Raymond Wang, 17, won first prize at the world's largest high school science fair in Pittsburgh, Pa. on Friday. He created a new air circulation system to isolate and eliminate germs in aircraft cabins, in order to reduce travellers' exposure to disease.
"It's truly amazing," Wang said after winning the award. "After doing many national fairs, I've always wanted to be here. Not only that, but to be recognized as having one of the top projects is truly mind-blowing."
Eleven Canadian students won prizes at the Intel International Science and Engineering Fair, which featured 1,700 young scientists from across the world. Wang won the prestigious Gordon E. Moore Award, named in honour of the Intel co-founder.
Wang, a Grade 11 student at St. George's School, said he was inspired to look into epidemics after the recent Ebola outbreak. Although Ebola is not spread through the air, he came across some frightening statistics about other diseases, including that a plane traveller with H1N1 can potentially spread pathogens to 17 other passengers.
"I started to look into, 'Why isn't anyone doing anything about this?' I came across very limited research in terms of previous work to model air flow alone, just in cabins, much less trying to find any solutions to the problem," he said.

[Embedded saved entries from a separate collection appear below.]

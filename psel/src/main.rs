//! psel: Profile selector - CLI for building profile queries and time ranges.

use clap::{Parser, Subcommand};
use tracing_subscriber::filter::EnvFilter;

mod commands;

#[derive(Parser)]
#[command(name = "psel")]
#[command(about = "Profile selector - build profile queries and resolve time ranges")]
#[command(version)]
struct Cli {
    #[command(subcommand)]
    command: Commands,
}

#[derive(Subcommand)]
enum Commands {
    /// Write a default config.toml under PSEL_ROOT
    Init {
        /// Overwrite an existing config
        #[arg(long)]
        force: bool,
    },

    /// Parse a query expression and print its canonical form
    #[command(visible_alias = "p")]
    Parse {
        /// Query expression (e.g., process_cpu{job="api"})
        expression: String,

        /// Fail on malformed input instead of recovering
        #[arg(short = 's', long = "strict")]
        strict: bool,

        /// Output format: table, json
        #[arg(short = 'f', long = "format", default_value = "table")]
        format: String,
    },

    /// Replace the profile type of a query expression
    SetProfile {
        expression: String,

        name: String,

        /// Output format: table, json
        #[arg(short = 'f', long = "format", default_value = "table")]
        format: String,
    },

    /// Set an equality matcher on a query expression
    SetMatcher {
        expression: String,

        label: String,

        value: String,

        /// Output format: table, json
        #[arg(short = 'f', long = "format", default_value = "table")]
        format: String,
    },

    /// Resolve a time selection to absolute bounds
    #[command(visible_alias = "t")]
    Range {
        /// Time selection key (default: from config)
        #[arg(conflicts_with = "from")]
        selection: Option<String>,

        /// Explicit start (Unix ms or RFC 3339); selects custom
        #[arg(long, requires = "to")]
        from: Option<String>,

        /// Explicit end (Unix ms or RFC 3339); selects custom
        #[arg(long, requires = "from")]
        to: Option<String>,

        /// Output format: table, json
        #[arg(short = 'f', long = "format", default_value = "table")]
        format: String,
    },

    /// List relative time presets
    Presets,

    /// List known profile types
    Profiles {
        /// Output format: table, json
        #[arg(short = 'f', long = "format", default_value = "table")]
        format: String,
    },

    /// Drive a selector with actions read from stdin, one per line
    #[command(visible_alias = "s")]
    Session {
        /// Pin every query to this profile type (overrides config)
        #[arg(short = 'e', long = "enforce")]
        enforce: Option<String>,

        /// Initial time selection (overrides config)
        #[arg(short = 't', long = "time")]
        time: Option<String>,

        /// Resume from a previously emitted selection (JSON)
        #[arg(short = 'r', long = "resume", conflicts_with = "time")]
        resume: Option<String>,
    },
}

fn main() {
    let cli = Cli::parse();

    tracing_subscriber::fmt()
        .with_env_filter(
            EnvFilter::try_from_env("PSEL_LOG").unwrap_or_else(|_| EnvFilter::new("warn")),
        )
        .with_writer(std::io::stderr)
        .init();

    let result = match cli.command {
        Commands::Init { force } => commands::init(force),
        Commands::Parse { expression, strict, format } => commands::parse(&expression, strict, &format),
        Commands::SetProfile { expression, name, format } => {
            commands::set_profile(&expression, &name, &format)
        }
        Commands::SetMatcher { expression, label, value, format } => {
            commands::set_matcher(&expression, &label, &value, &format)
        }
        Commands::Range { selection, from, to, format } => {
            commands::range(selection.as_deref(), from.as_deref(), to.as_deref(), &format)
        }
        Commands::Presets => commands::presets(),
        Commands::Profiles { format } => commands::profiles(&format),
        Commands::Session { enforce, time, resume } => {
            commands::session(enforce.as_deref(), time.as_deref(), resume.as_deref())
        }
    };

    if let Err(e) = result {
        eprintln!("Error: {}", e);
        std::process::exit(1);
    }
}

So the teenager set about finding a solution and was able to generate the industry's first high-resolution simulation of air flow inside commercial aircraft cabins, he said. He then applied some modifications to redirect the air to give everyone their own breathing space.

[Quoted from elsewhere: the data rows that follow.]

//! Query parser and serializer for profile query expressions.

use std::fmt;
use std::str::FromStr;

use crate::error::ParseError;

/// A parsed query: a profile type plus label matchers.
///
/// Matchers keep source order, so formatting a parsed query is
/// deterministic. A label appears at most once; a later matcher for the same
/// label replaces the earlier one in place.
#[derive(Debug, Clone, Default, PartialEq, Eq)]
pub struct Query {
    profile_name: String,
    matchers: Vec<Matcher>,
}

/// A single label constraint.
#[derive(Debug, Clone, PartialEq, Eq)]
pub struct Matcher {
    /// Label name
    pub label: String,
    /// Match operator
    pub op: MatchOp,
    /// Value (unquoted)
    pub value: String,
}

/// Matcher operators.
#[derive(Debug, Clone, Copy, PartialEq, Eq)]
pub enum MatchOp {
    /// `=` equals
    Eq,
    /// `!=` not equals
    NotEq,
    /// `=~` regex match
    RegexMatch,
    /// `!~` regex does not match
    RegexNoMatch,
}

impl MatchOp {
    pub const fn as_str(&self) -> &'static str {
        match self {
            MatchOp::Eq => "=",
            MatchOp::NotEq => "!=",
            MatchOp::RegexMatch => "=~",
            MatchOp::RegexNoMatch => "!~",
        }
    }

    /// Match an operator at the start of `input`, returning it and its length.
    fn strip(input: &str) -> Option<(Self, usize)> {
        // Two-char operators first
        if input.starts_with("!=") {
            Some((MatchOp::NotEq, 2))
        } else if input.starts_with("!~") {
            Some((MatchOp::RegexNoMatch, 2))
        } else if input.starts_with("=~") {
            Some((MatchOp::RegexMatch, 2))
        } else if input.starts_with('=') {
            Some((MatchOp::Eq, 1))
        } else {
            None
        }
    }
}

impl FromStr for MatchOp {
    type Err = ParseError;

    fn from_str(s: &str) -> Result<Self, Self::Err> {
        match MatchOp::strip(s) {
            Some((op, len)) if len == s.len() => Ok(op),
            _ => Err(ParseError::new(0, format!("unknown operator '{}'", s))),
        }
    }
}

impl Matcher {
    pub fn new(label: impl Into<String>, op: MatchOp, value: impl Into<String>) -> Self {
        Self {
            label: label.into(),
            op,
            value: value.into(),
        }
    }
}

impl Query {
    /// Build a query from a profile name and matchers.
    pub fn new(profile_name: impl Into<String>, matchers: impl IntoIterator<Item = Matcher>) -> Self {
        let mut query = Self {
            profile_name: profile_name.into(),
            matchers: Vec::new(),
        };
        for matcher in matchers {
            query.upsert(matcher);
        }
        query
    }

    /// Parse an expression, degrading gracefully on malformed input.
    ///
    /// Malformed expressions yield a query with no profile name and whatever
    /// well-formed matchers can be recovered, so partially typed input stays
    /// usable.
    pub fn parse(input: &str) -> Self {
        match Self::try_parse(input) {
            Ok(query) => query,
            Err(err) => {
                let query = Self::new("", recover_matchers(input));
                tracing::debug!(
                    expression = input,
                    error = %err,
                    recovered = query.matchers.len(),
                    "malformed query expression"
                );
                query
            }
        }
    }

    /// Parse an expression, failing on the first syntax error.
    pub fn try_parse(input: &str) -> Result<Self, ParseError> {
        let mut cursor = Cursor::new(input);
        cursor.skip_whitespace();

        if cursor.at_end() {
            return Ok(Self::default());
        }

        let profile_name = cursor.take_profile_name()?;
        let mut query = Self {
            profile_name: profile_name.to_string(),
            matchers: Vec::new(),
        };

        cursor.skip_whitespace();
        if cursor.at_end() {
            // Bare profile name
            return Ok(query);
        }

        cursor.expect('{')?;
        loop {
            cursor.skip_whitespace();
            if cursor.eat('}') {
                break;
            }
            let matcher = cursor.take_matcher()?;
            query.upsert(matcher);

            cursor.skip_whitespace();
            if cursor.eat(',') {
                continue;
            }
            if cursor.eat('}') {
                break;
            }
            return Err(cursor.error("expected ',' or '}'"));
        }

        cursor.skip_whitespace();
        if !cursor.at_end() {
            return Err(cursor.error("unexpected trailing input"));
        }

        Ok(query)
    }

    /// The selected profile type, empty when unset.
    pub fn profile_name(&self) -> &str {
        &self.profile_name
    }

    pub fn matchers(&self) -> &[Matcher] {
        &self.matchers
    }

    /// Look up the matcher for a label.
    pub fn matcher(&self, label: &str) -> Option<&Matcher> {
        self.matchers.iter().find(|m| m.label == label)
    }

    /// Check if this query selects nothing (no profile name, no matchers).
    pub fn is_empty(&self) -> bool {
        self.profile_name.is_empty() && self.matchers.is_empty()
    }

    /// Return a copy with the profile name replaced.
    ///
    /// The flag is false when the name was already set to `name`, or when
    /// `name` contains characters a profile name cannot hold. An empty name
    /// clears the profile.
    pub fn set_profile_name(&self, name: &str) -> (Self, bool) {
        if self.profile_name == name {
            return (self.clone(), false);
        }
        if !name.chars().all(is_profile_name_char) {
            tracing::debug!(name, "rejected invalid profile name");
            return (self.clone(), false);
        }
        let mut query = self.clone();
        query.profile_name = name.to_string();
        (query, true)
    }

    /// Return a copy with an equality matcher for `label` inserted or replaced.
    ///
    /// The flag is false when the formatted expression did not change. A
    /// label that is not a valid label name leaves the query untouched.
    pub fn set_matcher(&self, label: &str, value: &str) -> (Self, bool) {
        if !is_label_name(label) {
            tracing::debug!(label, "rejected invalid label name");
            return (self.clone(), false);
        }
        let mut query = self.clone();
        query.upsert(Matcher::new(label, MatchOp::Eq, value));
        let changed = query.to_string() != self.to_string();
        (query, changed)
    }

    fn upsert(&mut self, matcher: Matcher) {
        match self.matchers.iter_mut().find(|m| m.label == matcher.label) {
            Some(existing) => *existing = matcher,
            None => self.matchers.push(matcher),
        }
    }
}

impl FromStr for Query {
    type Err = ParseError;

    fn from_str(s: &str) -> Result<Self, Self::Err> {
        Self::try_parse(s)
    }
}

impl fmt::Display for MatchOp {
    fn fmt(&self, f: &mut fmt::Formatter<'_>) -> fmt::Result {
        f.write_str(self.as_str())
    }
}

impl fmt::Display for Matcher {
    fn fmt(&self, f: &mut fmt::Formatter<'_>) -> fmt::Result {
        write!(f, "{}{}\"", self.label, self.op)?;
        for c in self.value.chars() {
            match c {
                '"' => f.write_str("\\\"")?,
                '\\' => f.write_str("\\\\")?,
                '\n' => f.write_str("\\n")?,
                '\t' => f.write_str("\\t")?,
                c => write!(f, "{}", c)?,
            }
        }
        f.write_str("\"")
    }
}

impl fmt::Display for Query {
    fn fmt(&self, f: &mut fmt::Formatter<'_>) -> fmt::Result {
        write!(f, "{}{{", self.profile_name)?;
        for (i, matcher) in self.matchers.iter().enumerate() {
            if i > 0 {
                f.write_str(", ")?;
            }
            write!(f, "{}", matcher)?;
        }
        f.write_str("}")
    }
}

/// Scan malformed input for any matchers that still parse on their own.
fn recover_matchers(input: &str) -> Vec<Matcher> {
    let start = input.find('{').map(|i| i + 1).unwrap_or(0);
    let mut cursor = Cursor::new(input);
    cursor.pos = start;

    let mut matchers = Vec::new();
    while !cursor.at_end() {
        let mut attempt = cursor.clone();
        if let Ok(matcher) = attempt.take_matcher() {
            matchers.push(matcher);
            cursor = attempt;
            continue;
        }
        cursor.skip_token();
    }
    matchers
}

fn is_label_name(s: &str) -> bool {
    let mut chars = s.chars();
    chars.next().is_some_and(is_label_start) && chars.all(is_label_char)
}

fn is_label_start(c: char) -> bool {
    c.is_ascii_alphabetic() || c == '_'
}

fn is_label_char(c: char) -> bool {
    c.is_ascii_alphanumeric() || c == '_'
}

fn is_profile_name_char(c: char) -> bool {
    c.is_alphanumeric() || matches!(c, '_' | ':' | '.' | '-')
}

#[derive(Clone)]
struct Cursor<'a> {
    input: &'a str,
    pos: usize,
}

impl<'a> Cursor<'a> {
    fn new(input: &'a str) -> Self {
        Self { input, pos: 0 }
    }

    fn rest(&self) -> &'a str {
        &self.input[self.pos..]
    }

    fn peek(&self) -> Option<char> {
        self.rest().chars().next()
    }

    fn at_end(&self) -> bool {
        self.pos >= self.input.len()
    }

    fn bump(&mut self) -> Option<char> {
        let c = self.peek()?;
        self.pos += c.len_utf8();
        Some(c)
    }

    fn eat(&mut self, expected: char) -> bool {
        if self.peek() == Some(expected) {
            self.pos += expected.len_utf8();
            true
        } else {
            false
        }
    }

    fn expect(&mut self, expected: char) -> Result<(), ParseError> {
        if self.eat(expected) {
            Ok(())
        } else {
            Err(self.error(format!("expected '{}'", expected)))
        }
    }

    fn error(&self, message: impl Into<String>) -> ParseError {
        ParseError::new(self.pos, message)
    }

    fn skip_whitespace(&mut self) {
        while self.peek().is_some_and(char::is_whitespace) {
            self.bump();
        }
    }

    fn take_while(&mut self, pred: impl Fn(char) -> bool) -> &'a str {
        let start = self.pos;
        while self.peek().is_some_and(&pred) {
            self.bump();
        }
        &self.input[start..self.pos]
    }

    fn take_profile_name(&mut self) -> Result<&'a str, ParseError> {
        let name = self.take_while(is_profile_name_char);
        match self.peek() {
            None | Some('{') => Ok(name),
            Some(c) if c.is_whitespace() => Ok(name),
            Some(c) => Err(self.error(format!("unexpected character '{}' in profile name", c))),
        }
    }

    fn take_matcher(&mut self) -> Result<Matcher, ParseError> {
        self.skip_whitespace();
        if !self.peek().is_some_and(is_label_start) {
            return Err(self.error("expected label name"));
        }
        let label = self.take_while(is_label_char);

        self.skip_whitespace();
        let (op, len) = MatchOp::strip(self.rest()).ok_or_else(|| self.error("expected operator"))?;
        self.pos += len;

        self.skip_whitespace();
        let value = self.take_quoted()?;

        Ok(Matcher::new(label, op, value))
    }

    fn take_quoted(&mut self) -> Result<String, ParseError> {
        let start = self.pos;
        self.expect('"')?;
        let mut value = String::new();
        loop {
            match self.bump() {
                None => return Err(ParseError::new(start, "unterminated string")),
                Some('"') => return Ok(value),
                Some('\\') => match self.bump() {
                    Some('n') => value.push('\n'),
                    Some('t') => value.push('\t'),
                    Some(c) => value.push(c),
                    None => return Err(ParseError::new(start, "unterminated string")),
                },
                Some(c) => value.push(c),
            }
        }
    }

    /// Skip one recovery unit: a label-like word, a quoted string, or a char.
    fn skip_token(&mut self) {
        match self.peek() {
            Some(c) if is_label_char(c) => {
                self.take_while(is_label_char);
            }
            Some('"') => {
                if self.take_quoted().is_err() {
                    self.pos = self.input.len();
                }
            }
            Some(_) => {
                self.bump();
            }
            None => {}
        }
    }
}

The results were a decrease in pathogen inhalation by about 55 times per passenger and a 190 per cent improvement in fresh air inhalation, he said.
"In the future, (this will) curb disease spread no matter where people are sitting in the cabin. So we can really effectively reduce the risk of future epidemics," Wang said.
He's already filed for a patent and hopes to use the prize money to further his research. He said his invention, which he calls an "air flow inlet director," could be installed overnight for the cost of the average passenger's airline ticket.
Another Vancouver teen, Nicole Ticea, won the Intel Foundation Young Scientist award and received a prize of US$50,000 for her disposable and electricity-free HIV testing device.
The easy-to-use tool provides results in an hour and should cost less than US$5 to produce. Ticea has already founded her own company, which recently received a US$100,000 grant to continue developing the technology.
The 16-year-old York House student said she created the device to help combat the high rate of undiagnosed HIV in low-income communities.
"Over time, I really realized there was a story to be told with this entire HIV epidemic that not only involved how we create better testing, but: 'How do we make testing more accessible? How do we get individuals to actually submit and want to be tested?'" she said. "It's very interesting and very complex."